(Collected data entries)
# # # #
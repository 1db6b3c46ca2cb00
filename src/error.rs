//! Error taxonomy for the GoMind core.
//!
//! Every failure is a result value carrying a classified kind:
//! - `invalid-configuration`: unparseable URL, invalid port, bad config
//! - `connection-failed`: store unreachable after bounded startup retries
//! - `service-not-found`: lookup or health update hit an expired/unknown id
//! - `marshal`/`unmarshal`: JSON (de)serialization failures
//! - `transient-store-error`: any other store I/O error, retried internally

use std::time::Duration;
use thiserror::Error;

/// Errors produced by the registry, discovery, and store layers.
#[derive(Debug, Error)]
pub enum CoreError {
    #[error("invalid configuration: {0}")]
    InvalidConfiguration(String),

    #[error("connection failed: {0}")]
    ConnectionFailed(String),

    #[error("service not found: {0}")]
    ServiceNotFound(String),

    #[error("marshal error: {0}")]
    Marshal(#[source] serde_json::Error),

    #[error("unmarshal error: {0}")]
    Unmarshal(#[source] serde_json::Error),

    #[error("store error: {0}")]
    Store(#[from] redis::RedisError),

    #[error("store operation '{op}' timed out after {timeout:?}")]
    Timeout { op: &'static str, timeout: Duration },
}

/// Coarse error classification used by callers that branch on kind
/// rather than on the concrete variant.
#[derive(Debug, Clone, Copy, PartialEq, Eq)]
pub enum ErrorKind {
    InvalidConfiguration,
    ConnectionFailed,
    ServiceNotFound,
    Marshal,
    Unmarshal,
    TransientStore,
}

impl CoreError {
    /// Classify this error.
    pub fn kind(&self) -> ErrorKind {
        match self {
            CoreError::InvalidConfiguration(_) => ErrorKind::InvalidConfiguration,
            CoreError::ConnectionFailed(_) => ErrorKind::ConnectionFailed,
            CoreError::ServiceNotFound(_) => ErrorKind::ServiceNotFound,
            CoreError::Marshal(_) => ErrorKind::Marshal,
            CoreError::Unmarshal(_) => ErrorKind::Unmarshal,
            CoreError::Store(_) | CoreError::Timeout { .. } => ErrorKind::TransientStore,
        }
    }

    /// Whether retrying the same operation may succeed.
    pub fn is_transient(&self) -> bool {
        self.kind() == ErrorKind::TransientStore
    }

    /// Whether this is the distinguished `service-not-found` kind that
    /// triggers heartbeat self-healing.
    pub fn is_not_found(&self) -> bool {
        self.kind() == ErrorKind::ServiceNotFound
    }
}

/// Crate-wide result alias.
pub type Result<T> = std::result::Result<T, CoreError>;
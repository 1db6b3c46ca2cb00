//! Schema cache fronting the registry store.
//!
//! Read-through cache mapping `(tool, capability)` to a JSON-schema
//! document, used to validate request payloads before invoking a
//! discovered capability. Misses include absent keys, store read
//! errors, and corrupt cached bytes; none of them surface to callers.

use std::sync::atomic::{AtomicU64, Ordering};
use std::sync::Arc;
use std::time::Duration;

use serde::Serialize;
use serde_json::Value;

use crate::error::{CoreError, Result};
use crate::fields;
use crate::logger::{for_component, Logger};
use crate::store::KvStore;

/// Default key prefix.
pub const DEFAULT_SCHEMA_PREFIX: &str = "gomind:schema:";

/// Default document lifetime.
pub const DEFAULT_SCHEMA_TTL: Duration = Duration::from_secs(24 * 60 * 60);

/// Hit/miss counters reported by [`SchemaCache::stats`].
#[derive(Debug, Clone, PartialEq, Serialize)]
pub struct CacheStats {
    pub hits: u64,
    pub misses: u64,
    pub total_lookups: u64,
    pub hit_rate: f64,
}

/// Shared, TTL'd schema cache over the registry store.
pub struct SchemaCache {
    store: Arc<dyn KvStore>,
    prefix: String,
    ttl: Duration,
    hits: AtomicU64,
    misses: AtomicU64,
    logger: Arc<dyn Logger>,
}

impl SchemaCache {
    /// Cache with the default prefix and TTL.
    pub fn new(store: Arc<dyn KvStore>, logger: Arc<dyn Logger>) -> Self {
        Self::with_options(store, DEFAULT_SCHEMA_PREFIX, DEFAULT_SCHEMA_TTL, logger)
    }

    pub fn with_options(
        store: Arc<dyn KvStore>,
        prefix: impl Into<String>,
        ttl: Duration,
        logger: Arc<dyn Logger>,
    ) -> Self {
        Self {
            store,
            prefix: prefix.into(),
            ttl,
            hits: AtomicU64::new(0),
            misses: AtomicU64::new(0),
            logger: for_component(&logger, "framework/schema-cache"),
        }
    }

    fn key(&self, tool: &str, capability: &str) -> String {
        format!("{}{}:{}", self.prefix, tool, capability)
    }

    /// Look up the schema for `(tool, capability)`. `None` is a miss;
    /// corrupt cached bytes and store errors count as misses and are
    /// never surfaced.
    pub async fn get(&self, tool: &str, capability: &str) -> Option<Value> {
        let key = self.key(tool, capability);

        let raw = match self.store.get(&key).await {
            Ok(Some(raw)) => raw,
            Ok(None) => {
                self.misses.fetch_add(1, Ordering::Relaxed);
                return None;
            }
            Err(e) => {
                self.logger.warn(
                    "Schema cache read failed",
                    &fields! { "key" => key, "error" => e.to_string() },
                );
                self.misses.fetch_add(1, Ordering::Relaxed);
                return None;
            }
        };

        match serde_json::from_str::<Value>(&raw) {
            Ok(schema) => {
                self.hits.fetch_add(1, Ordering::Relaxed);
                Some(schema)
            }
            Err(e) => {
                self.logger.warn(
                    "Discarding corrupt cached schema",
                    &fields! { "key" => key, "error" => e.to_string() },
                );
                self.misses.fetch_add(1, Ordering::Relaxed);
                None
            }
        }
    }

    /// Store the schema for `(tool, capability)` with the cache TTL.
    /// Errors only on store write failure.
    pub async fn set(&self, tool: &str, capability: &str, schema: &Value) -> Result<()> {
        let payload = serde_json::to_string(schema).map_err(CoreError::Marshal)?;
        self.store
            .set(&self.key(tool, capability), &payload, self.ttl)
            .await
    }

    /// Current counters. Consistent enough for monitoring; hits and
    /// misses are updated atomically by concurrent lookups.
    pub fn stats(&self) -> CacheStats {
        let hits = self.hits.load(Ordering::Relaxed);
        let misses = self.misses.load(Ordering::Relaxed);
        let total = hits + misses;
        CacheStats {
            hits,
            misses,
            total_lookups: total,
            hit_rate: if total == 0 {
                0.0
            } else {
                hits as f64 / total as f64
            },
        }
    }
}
# # # #
ABOUT THIS TASK ->
From the records, copy every line that has the string "CacheStats" in it.

EXERCISE RESULT ->
pub struct CacheStats {
    pub fn stats(&self) -> CacheStats {
        CacheStats {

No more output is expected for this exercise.